[Recorded data Boundary: Start]

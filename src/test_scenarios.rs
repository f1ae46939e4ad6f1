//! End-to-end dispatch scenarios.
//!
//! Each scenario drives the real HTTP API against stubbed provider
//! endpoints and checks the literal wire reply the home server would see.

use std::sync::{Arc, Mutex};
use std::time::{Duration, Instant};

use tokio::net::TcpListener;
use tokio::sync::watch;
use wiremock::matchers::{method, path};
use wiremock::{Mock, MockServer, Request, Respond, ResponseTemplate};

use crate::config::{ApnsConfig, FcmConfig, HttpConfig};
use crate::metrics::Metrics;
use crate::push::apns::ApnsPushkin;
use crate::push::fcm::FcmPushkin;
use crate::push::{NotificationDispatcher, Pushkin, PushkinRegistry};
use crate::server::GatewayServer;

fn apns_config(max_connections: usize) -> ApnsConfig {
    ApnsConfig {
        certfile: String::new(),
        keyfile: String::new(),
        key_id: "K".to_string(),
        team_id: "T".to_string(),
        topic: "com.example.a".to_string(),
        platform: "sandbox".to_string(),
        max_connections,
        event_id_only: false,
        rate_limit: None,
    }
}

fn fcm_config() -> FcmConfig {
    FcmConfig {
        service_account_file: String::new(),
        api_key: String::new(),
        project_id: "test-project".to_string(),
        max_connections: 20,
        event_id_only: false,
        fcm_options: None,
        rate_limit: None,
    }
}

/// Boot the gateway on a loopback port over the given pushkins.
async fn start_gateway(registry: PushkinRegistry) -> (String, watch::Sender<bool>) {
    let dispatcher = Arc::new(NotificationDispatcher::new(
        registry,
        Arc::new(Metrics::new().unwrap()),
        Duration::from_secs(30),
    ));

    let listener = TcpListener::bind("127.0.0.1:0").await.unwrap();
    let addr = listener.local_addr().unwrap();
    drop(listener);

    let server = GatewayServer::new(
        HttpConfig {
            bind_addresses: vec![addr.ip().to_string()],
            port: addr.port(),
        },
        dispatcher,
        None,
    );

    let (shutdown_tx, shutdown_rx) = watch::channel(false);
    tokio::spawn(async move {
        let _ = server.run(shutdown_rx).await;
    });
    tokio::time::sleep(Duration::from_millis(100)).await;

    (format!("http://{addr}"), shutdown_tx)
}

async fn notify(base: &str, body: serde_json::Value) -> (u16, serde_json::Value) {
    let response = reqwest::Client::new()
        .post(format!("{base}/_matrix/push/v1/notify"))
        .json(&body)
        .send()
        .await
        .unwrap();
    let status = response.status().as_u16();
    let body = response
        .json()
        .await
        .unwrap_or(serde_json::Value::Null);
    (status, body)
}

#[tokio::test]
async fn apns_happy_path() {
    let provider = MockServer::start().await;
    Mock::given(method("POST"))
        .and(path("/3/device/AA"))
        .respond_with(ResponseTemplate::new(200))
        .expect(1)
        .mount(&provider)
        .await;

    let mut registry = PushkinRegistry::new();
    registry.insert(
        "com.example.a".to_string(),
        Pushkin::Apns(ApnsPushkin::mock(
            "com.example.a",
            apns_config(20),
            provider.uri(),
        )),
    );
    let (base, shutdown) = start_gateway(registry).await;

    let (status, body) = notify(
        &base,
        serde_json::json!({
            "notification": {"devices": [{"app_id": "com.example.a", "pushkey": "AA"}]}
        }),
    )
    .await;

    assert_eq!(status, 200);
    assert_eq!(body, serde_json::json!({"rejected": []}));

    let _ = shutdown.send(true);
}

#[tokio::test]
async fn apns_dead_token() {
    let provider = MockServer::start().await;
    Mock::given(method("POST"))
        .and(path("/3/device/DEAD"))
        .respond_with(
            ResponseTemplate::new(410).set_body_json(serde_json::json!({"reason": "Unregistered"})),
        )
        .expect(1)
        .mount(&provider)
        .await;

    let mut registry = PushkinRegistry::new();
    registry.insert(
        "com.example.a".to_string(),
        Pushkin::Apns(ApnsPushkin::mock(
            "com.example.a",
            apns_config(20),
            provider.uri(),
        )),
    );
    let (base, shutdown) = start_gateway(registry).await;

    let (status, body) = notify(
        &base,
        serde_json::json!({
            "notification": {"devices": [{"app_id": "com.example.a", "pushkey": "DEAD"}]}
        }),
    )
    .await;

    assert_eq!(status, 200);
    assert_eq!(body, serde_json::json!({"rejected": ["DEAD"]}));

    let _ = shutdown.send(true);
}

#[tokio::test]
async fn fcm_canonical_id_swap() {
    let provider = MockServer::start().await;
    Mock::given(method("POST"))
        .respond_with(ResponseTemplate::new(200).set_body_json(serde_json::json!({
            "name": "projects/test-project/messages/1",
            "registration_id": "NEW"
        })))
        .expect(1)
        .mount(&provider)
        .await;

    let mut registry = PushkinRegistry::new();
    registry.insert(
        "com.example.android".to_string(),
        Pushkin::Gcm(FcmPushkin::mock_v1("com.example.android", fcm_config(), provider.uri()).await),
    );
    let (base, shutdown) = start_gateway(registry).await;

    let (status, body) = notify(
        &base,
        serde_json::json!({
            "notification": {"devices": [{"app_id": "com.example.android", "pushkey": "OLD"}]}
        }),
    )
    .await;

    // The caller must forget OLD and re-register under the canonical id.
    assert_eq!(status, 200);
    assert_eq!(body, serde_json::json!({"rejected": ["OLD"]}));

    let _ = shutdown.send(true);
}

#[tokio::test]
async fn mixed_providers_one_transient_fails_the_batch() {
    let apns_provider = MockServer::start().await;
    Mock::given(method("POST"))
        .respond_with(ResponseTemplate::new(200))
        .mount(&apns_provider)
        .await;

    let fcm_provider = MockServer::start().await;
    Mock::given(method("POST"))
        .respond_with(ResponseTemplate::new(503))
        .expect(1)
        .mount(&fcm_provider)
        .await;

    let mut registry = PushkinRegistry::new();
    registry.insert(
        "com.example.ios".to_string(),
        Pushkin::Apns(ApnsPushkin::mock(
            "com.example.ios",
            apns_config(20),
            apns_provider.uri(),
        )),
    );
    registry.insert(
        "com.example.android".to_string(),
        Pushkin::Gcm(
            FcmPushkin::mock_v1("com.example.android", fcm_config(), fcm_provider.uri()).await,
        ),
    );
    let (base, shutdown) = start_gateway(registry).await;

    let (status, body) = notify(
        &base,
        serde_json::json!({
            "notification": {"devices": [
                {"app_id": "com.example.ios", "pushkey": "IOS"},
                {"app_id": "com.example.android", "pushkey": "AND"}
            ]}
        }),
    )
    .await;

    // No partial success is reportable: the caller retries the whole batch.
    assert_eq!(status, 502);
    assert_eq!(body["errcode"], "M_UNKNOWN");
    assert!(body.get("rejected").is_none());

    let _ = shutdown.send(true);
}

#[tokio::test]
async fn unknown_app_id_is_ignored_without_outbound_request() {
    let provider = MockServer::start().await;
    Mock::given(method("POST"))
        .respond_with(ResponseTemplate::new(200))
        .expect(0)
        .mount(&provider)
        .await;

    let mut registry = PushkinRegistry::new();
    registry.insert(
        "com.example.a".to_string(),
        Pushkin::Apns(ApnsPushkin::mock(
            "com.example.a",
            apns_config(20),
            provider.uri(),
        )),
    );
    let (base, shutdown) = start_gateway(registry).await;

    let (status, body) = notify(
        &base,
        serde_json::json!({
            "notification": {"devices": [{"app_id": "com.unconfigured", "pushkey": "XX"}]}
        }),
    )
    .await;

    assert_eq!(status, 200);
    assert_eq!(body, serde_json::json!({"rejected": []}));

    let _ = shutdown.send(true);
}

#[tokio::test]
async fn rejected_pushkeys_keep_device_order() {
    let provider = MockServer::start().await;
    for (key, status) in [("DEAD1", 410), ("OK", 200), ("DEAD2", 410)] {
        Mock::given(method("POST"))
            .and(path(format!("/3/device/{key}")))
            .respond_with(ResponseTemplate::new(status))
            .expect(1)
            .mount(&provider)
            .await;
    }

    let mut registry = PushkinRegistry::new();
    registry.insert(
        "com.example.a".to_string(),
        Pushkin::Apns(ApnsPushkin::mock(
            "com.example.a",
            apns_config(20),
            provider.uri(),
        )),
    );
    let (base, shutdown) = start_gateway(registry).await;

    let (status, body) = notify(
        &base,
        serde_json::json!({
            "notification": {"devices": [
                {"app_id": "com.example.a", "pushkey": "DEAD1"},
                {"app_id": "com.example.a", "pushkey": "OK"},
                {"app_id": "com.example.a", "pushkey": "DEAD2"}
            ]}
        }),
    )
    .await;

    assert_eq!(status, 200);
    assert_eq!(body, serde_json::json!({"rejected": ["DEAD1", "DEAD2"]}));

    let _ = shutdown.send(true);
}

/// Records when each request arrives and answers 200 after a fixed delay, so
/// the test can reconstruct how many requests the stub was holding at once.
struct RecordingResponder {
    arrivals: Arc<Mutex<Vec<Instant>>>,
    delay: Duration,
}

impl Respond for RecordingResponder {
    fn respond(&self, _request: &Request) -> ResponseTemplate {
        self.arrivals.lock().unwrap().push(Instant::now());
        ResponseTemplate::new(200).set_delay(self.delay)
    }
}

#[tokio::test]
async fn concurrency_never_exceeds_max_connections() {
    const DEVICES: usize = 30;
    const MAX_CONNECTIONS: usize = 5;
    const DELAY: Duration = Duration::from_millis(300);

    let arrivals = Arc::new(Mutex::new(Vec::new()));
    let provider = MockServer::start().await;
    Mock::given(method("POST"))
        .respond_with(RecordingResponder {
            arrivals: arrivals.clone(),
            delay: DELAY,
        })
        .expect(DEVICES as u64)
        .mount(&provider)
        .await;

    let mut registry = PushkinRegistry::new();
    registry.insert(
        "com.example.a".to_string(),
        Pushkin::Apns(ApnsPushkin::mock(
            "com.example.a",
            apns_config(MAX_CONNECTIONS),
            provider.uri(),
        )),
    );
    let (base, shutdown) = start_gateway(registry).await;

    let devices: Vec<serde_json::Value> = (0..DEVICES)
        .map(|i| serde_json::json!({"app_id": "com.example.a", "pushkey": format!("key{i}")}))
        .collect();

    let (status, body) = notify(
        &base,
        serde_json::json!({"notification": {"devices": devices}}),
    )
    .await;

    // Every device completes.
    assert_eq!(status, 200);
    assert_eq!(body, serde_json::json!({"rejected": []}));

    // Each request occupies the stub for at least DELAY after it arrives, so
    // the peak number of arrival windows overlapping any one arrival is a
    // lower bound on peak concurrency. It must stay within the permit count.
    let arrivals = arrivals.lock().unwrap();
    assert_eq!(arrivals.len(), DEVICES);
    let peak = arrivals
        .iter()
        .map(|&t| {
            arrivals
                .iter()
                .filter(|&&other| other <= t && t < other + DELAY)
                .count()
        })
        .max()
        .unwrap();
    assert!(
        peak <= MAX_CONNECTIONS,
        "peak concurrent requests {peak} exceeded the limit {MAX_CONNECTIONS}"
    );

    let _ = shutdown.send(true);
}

[Recorded data Boundary: End]

# Task item
In the entries, how many lines include the string "lock"? Only the number should be given.

# Written response
2